MATERIAL SUPPLIED:
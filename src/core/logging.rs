//! Structured logging system
//!
//! Sets up the global tracing subscriber with JSON or text formatting,
//! configurable level, and stdout or rolling-file output.

use crate::core::config::LoggingConfig;
use anyhow::{Context, Result};
use tracing::Level;
use tracing_appender::non_blocking::WorkerGuard;
use tracing_subscriber::{
    fmt::{self, format::FmtSpan},
    layer::SubscriberExt,
    util::SubscriberInitExt,
    EnvFilter, Layer,
};

/// Logger instance that manages the logging system
pub struct Logger {
    _guard: Option<WorkerGuard>,
}

impl Logger {
    /// Initialize the logging system based on configuration
    ///
    /// This sets up the global tracing subscriber with the specified format,
    /// level, and output destination. The returned guard must be held for the
    /// lifetime of the process to keep the non-blocking writer flushing.
    pub fn init(config: &LoggingConfig) -> Result<Self> {
        // Parse log level
        let level = parse_log_level(&config.level)?;

        // Create env filter with the configured level
        let env_filter = EnvFilter::try_from_default_env()
            .unwrap_or_else(|_| EnvFilter::new(level.as_str()));

        // Create the appropriate writer and guard based on output configuration
        let (writer, guard) = match config.output.as_str() {
            "stdout" => {
                let (non_blocking, guard) = tracing_appender::non_blocking(std::io::stdout());
                (non_blocking, Some(guard))
            }
            "file" => {
                let log_file = config.log_file.as_ref()
                    .context("log_file must be specified when output is 'file'")?;

                let directory = log_file.parent()
                    .context("Log file must have a parent directory")?;
                let filename = log_file.file_name()
                    .context("Log file must have a filename")?;

                std::fs::create_dir_all(directory)
                    .context("Failed to create log directory")?;

                let file_appender = tracing_appender::rolling::daily(directory, filename);
                let (non_blocking, guard) = tracing_appender::non_blocking(file_appender);
                (non_blocking, Some(guard))
            }
            _ => {
                anyhow::bail!("Invalid output configuration: {}", config.output);
            }
        };

        // Create the formatting layer based on format configuration
        let fmt_layer = match config.format.as_str() {
            "json" => {
                fmt::layer()
                    .json()
                    .with_writer(writer)
                    .with_span_events(FmtSpan::CLOSE)
                    .with_current_span(true)
                    .with_target(true)
                    .boxed()
            }
            "text" => {
                fmt::layer()
                    .with_writer(writer)
                    .with_span_events(FmtSpan::CLOSE)
                    .with_target(true)
                    .boxed()
            }
            _ => {
                anyhow::bail!("Invalid format configuration: {}", config.format);
            }
        };

        // Initialize the global subscriber
        tracing_subscriber::registry()
            .with(env_filter)
            .with(fmt_layer)
            .try_init()
            .context("Failed to initialize tracing subscriber")?;

        tracing::info!(
            level = %config.level,
            format = %config.format,
            output = %config.output,
            "Logging system initialized"
        );

        Ok(Logger { _guard: guard })
    }
}

/// Parse log level string to tracing Level
fn parse_log_level(level: &str) -> Result<Level> {
    match level.to_lowercase().as_str() {
        "debug" => Ok(Level::DEBUG),
        "info" => Ok(Level::INFO),
        "warn" => Ok(Level::WARN),
        "error" => Ok(Level::ERROR),
        _ => anyhow::bail!("Invalid log level: {}", level),
    }
}
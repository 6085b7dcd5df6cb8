//! blockfall (workspace facade crate).
//!
//! The game itself lives in dedicated crates under `crates/`; this package
//! re-exports them as `blockfall::{core,input,term,types}` and adds the
//! process-level pieces: environment configuration and the JSON-lines event
//! log.

pub mod config;
pub mod event_log;

pub use blockfall_core as core;
pub use blockfall_input as input;
pub use blockfall_term as term;
pub use blockfall_types as types;
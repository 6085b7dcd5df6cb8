//! Scoring module - point awards scaled by the level multiplier
//!
//! Three things score: completed rows (once the line-clear animation ends),
//! every gravity step a piece survives, and every cell a hard drop descends.
//! Each award is `floor(base * level)`, computed in integer tenths.

use crate::types::{FALL_POINTS, HARD_DROP_POINTS, LINE_SCORES};

/// Something that earns points
#[derive(Debug, Clone, Copy, PartialEq, Eq)]
pub enum ScoreEvent {
    /// Rows removed in one go (1..=4 scores, anything else is worth 0)
    LinesCleared(usize),
    /// One successful gravity step
    Fell,
    /// One cell descended during a hard drop
    HardDropCell,
}

/// Points before the level multiplier.
pub fn base_points(event: ScoreEvent) -> u32 {
    match event {
        ScoreEvent::LinesCleared(lines) => {
            if lines == 0 || lines > 4 {
                0
            } else {
                LINE_SCORES[lines]
            }
        }
        ScoreEvent::Fell => FALL_POINTS,
        ScoreEvent::HardDropCell => HARD_DROP_POINTS,
    }
}

/// Points awarded for `event` at a level multiplier given in tenths.
///
/// # Examples
///
/// ```
/// use blockfall_core::scoring::{calculate_points, ScoreEvent};
///
/// assert_eq!(calculate_points(ScoreEvent::LinesCleared(4), 10), 800);
/// assert_eq!(calculate_points(ScoreEvent::LinesCleared(4), 20), 1600);
/// assert_eq!(calculate_points(ScoreEvent::Fell, 15), 1);
/// ```
pub fn calculate_points(event: ScoreEvent, level_tenths: u32) -> u32 {
    let scaled = u64::from(base_points(event)) * u64::from(level_tenths) / 10;
    u32::try_from(scaled).unwrap_or(u32::MAX)
}
//! Read-only view of a game for renderers
//!
//! The falling piece is part of the board grid, so the board copy already
//! shows it. Colours are stored as `Color::as_u8` codes (0 = empty).

use crate::piece::PieceGrid;
use crate::types::{Color, EndReason, PieceKind, BOARD_HEIGHT, BOARD_WIDTH, INITIAL_LEVEL_TENTHS};

/// The upcoming piece
#[derive(Debug, Clone, Copy, PartialEq, Eq, Hash)]
pub struct NextSnapshot {
    pub kind: PieceKind,
    pub grid: PieceGrid,
    pub color: Color,
}

#[derive(Debug, Clone, Copy, PartialEq, Eq, Hash)]
pub struct GameSnapshot {
    pub board: [[u8; BOARD_WIDTH as usize]; BOARD_HEIGHT as usize],
    pub next: Option<NextSnapshot>,
    pub score: u32,
    /// Level multiplier times ten (1.0 -> 10).
    pub level_tenths: u32,
    pub paused: bool,
    pub animating: bool,
    pub ended: Option<EndReason>,
}

impl GameSnapshot {
    pub fn clear(&mut self) {
        *self = Self::default();
    }

    pub fn playable(&self) -> bool {
        self.ended.is_none() && !self.paused
    }

    /// Colour at (x, y), `None` when empty or out of range.
    pub fn color_at(&self, x: usize, y: usize) -> Option<Color> {
        self.board
            .get(y)
            .and_then(|row| row.get(x))
            .and_then(|&v| Color::from_u8(v))
    }
}

impl Default for GameSnapshot {
    fn default() -> Self {
        Self {
            board: [[0u8; BOARD_WIDTH as usize]; BOARD_HEIGHT as usize],
            next: None,
            score: 0,
            level_tenths: INITIAL_LEVEL_TENTHS,
            paused: false,
            animating: false,
            ended: None,
        }
    }
}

PROBLEM DETAILS:
From the lines above, copy those that contain the word "LinesCleared".

RESPONSE:
    LinesCleared(usize),
        ScoreEvent::LinesCleared(lines) => {
/// assert_eq!(calculate_points(ScoreEvent::LinesCleared(4), 10), 800);
/// assert_eq!(calculate_points(ScoreEvent::LinesCleared(4), 20), 1600);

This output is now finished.